[Opening INFORMATION GIVEN section]

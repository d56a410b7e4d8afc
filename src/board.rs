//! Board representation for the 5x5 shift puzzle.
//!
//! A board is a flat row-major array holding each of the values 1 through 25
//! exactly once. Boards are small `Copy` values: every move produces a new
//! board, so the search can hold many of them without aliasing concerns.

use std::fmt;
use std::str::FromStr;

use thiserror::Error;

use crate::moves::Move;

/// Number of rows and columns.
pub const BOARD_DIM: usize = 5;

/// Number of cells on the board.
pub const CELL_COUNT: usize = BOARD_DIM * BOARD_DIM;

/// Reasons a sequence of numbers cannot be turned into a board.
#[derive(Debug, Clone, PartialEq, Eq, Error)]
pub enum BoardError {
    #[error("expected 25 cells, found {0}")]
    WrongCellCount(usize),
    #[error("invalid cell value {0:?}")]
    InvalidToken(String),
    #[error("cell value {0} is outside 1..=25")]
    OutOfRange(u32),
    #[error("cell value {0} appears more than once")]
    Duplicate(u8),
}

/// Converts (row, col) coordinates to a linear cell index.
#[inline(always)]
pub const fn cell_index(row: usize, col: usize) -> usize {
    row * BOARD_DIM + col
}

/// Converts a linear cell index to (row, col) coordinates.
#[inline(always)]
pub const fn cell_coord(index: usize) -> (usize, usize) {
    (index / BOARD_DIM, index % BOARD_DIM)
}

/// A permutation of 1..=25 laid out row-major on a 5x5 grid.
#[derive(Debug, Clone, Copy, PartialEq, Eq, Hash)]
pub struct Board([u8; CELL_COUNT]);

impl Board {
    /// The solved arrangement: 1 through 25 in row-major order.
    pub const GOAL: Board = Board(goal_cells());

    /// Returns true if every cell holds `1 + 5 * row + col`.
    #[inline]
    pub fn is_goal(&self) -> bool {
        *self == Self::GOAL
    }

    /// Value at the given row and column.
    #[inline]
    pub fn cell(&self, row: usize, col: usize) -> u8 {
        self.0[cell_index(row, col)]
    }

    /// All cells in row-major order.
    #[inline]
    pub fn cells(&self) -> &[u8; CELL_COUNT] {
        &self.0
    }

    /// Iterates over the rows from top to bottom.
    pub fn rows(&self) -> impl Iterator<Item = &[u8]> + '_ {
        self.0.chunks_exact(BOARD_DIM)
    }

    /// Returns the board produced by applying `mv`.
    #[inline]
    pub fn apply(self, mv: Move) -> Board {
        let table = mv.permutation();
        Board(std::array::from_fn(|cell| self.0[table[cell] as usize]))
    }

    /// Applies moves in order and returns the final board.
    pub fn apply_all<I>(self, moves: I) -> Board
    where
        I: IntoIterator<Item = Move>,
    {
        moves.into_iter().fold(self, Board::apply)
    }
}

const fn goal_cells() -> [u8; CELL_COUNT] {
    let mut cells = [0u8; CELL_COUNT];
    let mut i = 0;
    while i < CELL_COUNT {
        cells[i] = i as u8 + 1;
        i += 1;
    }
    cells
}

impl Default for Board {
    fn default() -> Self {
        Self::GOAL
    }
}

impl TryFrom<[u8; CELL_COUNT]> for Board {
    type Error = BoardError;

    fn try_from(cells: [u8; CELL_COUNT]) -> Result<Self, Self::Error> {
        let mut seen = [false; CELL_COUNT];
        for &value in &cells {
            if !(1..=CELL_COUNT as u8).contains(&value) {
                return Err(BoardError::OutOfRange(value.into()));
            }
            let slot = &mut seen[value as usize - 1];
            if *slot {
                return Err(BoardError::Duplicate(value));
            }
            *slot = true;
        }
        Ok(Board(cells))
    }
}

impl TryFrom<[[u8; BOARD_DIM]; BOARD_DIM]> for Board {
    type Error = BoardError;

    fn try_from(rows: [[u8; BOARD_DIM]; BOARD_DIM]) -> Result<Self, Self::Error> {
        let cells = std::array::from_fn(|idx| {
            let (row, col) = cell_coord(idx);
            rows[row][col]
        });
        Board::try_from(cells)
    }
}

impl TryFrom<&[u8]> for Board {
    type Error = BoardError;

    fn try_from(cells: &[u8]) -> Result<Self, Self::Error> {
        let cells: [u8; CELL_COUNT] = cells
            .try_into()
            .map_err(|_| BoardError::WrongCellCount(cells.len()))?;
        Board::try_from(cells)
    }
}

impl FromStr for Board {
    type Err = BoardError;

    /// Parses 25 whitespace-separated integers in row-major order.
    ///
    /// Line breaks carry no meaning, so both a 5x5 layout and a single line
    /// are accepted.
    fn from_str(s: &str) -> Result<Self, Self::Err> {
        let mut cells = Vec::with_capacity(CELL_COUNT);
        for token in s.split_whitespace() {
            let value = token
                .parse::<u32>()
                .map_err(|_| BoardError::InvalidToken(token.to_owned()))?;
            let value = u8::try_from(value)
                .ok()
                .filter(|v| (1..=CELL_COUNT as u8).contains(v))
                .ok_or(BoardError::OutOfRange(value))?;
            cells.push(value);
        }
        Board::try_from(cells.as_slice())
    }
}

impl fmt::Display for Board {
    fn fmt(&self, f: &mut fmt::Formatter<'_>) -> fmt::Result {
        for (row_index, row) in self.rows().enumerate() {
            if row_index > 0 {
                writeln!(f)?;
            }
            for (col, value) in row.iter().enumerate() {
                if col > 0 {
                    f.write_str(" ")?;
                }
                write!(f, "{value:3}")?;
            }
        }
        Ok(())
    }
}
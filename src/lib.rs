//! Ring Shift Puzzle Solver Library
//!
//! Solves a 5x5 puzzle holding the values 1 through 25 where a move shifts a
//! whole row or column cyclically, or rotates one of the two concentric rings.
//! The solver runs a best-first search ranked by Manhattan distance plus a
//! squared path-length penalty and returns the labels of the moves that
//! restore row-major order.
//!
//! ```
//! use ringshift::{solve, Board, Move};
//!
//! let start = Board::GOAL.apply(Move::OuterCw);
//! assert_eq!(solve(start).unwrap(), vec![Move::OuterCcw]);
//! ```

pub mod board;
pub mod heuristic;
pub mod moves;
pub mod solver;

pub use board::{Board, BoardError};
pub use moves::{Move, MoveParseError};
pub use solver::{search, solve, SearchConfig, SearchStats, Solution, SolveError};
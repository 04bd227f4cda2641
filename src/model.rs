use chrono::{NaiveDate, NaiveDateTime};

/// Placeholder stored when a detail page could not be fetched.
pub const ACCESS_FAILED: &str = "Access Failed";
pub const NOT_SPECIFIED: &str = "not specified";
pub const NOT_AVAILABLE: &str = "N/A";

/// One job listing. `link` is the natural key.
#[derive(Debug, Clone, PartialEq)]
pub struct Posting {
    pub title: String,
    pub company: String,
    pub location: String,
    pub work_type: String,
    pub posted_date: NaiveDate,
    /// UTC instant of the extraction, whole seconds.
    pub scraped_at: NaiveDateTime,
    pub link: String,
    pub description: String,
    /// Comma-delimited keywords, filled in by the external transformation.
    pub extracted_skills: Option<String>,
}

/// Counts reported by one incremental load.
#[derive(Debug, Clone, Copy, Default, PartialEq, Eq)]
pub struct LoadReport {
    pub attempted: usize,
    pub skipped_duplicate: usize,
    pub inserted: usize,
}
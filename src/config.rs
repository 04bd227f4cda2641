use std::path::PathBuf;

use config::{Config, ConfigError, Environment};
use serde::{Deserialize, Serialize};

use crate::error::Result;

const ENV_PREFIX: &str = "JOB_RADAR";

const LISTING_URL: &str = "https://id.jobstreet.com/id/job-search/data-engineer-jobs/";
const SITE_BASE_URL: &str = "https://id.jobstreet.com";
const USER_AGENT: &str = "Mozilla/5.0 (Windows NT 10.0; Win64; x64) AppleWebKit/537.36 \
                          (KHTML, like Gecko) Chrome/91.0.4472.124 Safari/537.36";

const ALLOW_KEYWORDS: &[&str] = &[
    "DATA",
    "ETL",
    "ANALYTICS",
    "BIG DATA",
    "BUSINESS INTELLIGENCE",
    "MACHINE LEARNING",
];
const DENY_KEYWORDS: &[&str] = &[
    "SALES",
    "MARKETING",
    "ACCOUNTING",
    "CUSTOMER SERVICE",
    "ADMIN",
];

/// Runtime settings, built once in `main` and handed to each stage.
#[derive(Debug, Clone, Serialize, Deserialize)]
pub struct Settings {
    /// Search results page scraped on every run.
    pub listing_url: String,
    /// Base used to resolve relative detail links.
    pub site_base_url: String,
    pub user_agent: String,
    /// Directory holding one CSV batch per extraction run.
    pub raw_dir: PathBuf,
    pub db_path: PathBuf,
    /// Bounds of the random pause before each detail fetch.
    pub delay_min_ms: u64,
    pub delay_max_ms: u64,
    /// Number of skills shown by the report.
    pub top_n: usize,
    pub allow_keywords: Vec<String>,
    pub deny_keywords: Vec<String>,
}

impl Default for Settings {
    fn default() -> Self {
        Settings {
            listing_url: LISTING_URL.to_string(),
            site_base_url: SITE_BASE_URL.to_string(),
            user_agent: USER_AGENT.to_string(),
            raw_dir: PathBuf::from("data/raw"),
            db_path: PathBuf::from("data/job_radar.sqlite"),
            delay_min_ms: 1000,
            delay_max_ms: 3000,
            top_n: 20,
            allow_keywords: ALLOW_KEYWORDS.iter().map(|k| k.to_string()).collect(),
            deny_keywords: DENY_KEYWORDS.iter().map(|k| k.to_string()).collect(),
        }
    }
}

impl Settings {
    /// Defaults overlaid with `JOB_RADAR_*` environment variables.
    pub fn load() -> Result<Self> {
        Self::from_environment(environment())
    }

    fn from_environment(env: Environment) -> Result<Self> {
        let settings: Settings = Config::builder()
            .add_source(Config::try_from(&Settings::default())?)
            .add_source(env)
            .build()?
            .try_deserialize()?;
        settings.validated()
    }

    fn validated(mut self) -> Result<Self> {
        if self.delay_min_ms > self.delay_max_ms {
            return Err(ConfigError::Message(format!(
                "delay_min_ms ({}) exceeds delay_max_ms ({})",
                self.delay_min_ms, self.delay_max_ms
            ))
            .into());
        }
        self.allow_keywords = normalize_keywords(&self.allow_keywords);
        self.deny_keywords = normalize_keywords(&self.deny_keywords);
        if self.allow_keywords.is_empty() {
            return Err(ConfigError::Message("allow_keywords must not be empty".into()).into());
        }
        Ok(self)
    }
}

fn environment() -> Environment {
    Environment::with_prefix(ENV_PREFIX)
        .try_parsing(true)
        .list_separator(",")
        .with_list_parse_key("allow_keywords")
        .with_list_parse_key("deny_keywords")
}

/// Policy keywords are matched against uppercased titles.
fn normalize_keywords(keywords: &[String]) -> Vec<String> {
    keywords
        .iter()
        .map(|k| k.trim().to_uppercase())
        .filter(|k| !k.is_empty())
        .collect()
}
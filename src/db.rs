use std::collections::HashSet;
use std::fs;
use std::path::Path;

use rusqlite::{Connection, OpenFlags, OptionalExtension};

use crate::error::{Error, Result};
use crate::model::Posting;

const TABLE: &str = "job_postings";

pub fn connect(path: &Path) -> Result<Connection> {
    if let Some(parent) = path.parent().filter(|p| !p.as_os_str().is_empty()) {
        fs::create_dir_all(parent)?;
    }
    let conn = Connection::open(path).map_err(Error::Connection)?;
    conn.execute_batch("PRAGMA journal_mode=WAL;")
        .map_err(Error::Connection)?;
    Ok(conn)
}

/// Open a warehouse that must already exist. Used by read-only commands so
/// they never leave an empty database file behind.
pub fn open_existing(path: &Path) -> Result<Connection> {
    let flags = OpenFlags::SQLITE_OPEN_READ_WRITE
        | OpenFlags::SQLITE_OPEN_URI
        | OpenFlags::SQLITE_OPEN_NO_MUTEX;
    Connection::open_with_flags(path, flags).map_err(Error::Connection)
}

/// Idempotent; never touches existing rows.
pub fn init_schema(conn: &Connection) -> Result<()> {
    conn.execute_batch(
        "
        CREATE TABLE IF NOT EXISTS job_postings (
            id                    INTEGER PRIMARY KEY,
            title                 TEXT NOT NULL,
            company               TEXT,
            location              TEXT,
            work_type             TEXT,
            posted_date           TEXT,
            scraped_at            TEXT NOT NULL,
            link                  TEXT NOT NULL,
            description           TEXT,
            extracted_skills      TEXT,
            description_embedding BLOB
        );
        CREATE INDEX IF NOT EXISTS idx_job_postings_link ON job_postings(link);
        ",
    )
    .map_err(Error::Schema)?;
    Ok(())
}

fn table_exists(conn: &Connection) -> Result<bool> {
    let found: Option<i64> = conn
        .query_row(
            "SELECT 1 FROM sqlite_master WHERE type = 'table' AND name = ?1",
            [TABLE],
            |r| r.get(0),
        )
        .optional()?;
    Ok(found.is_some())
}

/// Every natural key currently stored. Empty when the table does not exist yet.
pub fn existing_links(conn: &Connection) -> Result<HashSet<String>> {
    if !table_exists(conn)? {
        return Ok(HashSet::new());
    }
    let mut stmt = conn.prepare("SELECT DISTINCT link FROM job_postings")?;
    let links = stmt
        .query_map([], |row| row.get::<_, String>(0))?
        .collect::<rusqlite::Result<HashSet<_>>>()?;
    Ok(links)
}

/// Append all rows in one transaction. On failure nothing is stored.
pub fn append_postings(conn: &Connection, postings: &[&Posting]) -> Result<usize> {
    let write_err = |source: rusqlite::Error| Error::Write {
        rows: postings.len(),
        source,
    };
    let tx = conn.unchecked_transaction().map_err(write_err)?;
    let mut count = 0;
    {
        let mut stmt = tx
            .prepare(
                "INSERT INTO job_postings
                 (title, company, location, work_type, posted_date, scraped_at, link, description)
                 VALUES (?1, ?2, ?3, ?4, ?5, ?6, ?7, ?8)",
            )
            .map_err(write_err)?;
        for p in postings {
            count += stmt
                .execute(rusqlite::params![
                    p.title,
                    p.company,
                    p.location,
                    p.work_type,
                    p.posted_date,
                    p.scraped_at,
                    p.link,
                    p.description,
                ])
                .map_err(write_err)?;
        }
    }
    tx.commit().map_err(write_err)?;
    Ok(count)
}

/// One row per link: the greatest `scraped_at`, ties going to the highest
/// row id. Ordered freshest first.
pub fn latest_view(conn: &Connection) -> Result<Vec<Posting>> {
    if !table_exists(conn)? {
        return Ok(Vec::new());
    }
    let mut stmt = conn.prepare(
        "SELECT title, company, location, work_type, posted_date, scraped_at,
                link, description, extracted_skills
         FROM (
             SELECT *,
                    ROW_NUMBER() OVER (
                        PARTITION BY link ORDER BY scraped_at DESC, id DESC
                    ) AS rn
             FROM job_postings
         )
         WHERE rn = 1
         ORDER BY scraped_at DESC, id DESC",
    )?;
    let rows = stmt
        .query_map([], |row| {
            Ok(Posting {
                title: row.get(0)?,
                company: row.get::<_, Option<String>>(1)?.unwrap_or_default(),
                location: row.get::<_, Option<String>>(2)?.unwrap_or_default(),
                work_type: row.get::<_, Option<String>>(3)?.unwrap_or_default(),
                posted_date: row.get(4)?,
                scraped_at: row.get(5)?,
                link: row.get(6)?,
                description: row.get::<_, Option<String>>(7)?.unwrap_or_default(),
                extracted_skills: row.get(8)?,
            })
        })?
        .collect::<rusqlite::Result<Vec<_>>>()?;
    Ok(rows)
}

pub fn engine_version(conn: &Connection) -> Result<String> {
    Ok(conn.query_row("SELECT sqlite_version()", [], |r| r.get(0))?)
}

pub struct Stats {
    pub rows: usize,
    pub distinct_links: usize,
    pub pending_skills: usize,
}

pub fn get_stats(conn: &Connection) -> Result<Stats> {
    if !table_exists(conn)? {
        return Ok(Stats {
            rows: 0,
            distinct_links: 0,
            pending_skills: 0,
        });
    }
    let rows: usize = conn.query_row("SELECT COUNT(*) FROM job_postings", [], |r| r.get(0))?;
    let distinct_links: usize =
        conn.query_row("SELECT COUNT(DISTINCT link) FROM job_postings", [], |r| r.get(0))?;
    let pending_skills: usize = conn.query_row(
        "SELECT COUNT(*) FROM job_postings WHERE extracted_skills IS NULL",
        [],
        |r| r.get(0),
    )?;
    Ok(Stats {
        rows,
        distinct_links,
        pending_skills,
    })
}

[Closing INFORMATION GIVEN section]

WHAT YOU ARE ASKED TO DO:
Would you copy every line from the listing above that has the string "model" in it?

ANSWER SPACE:
filename src/model.rs
use crate::model::Posting;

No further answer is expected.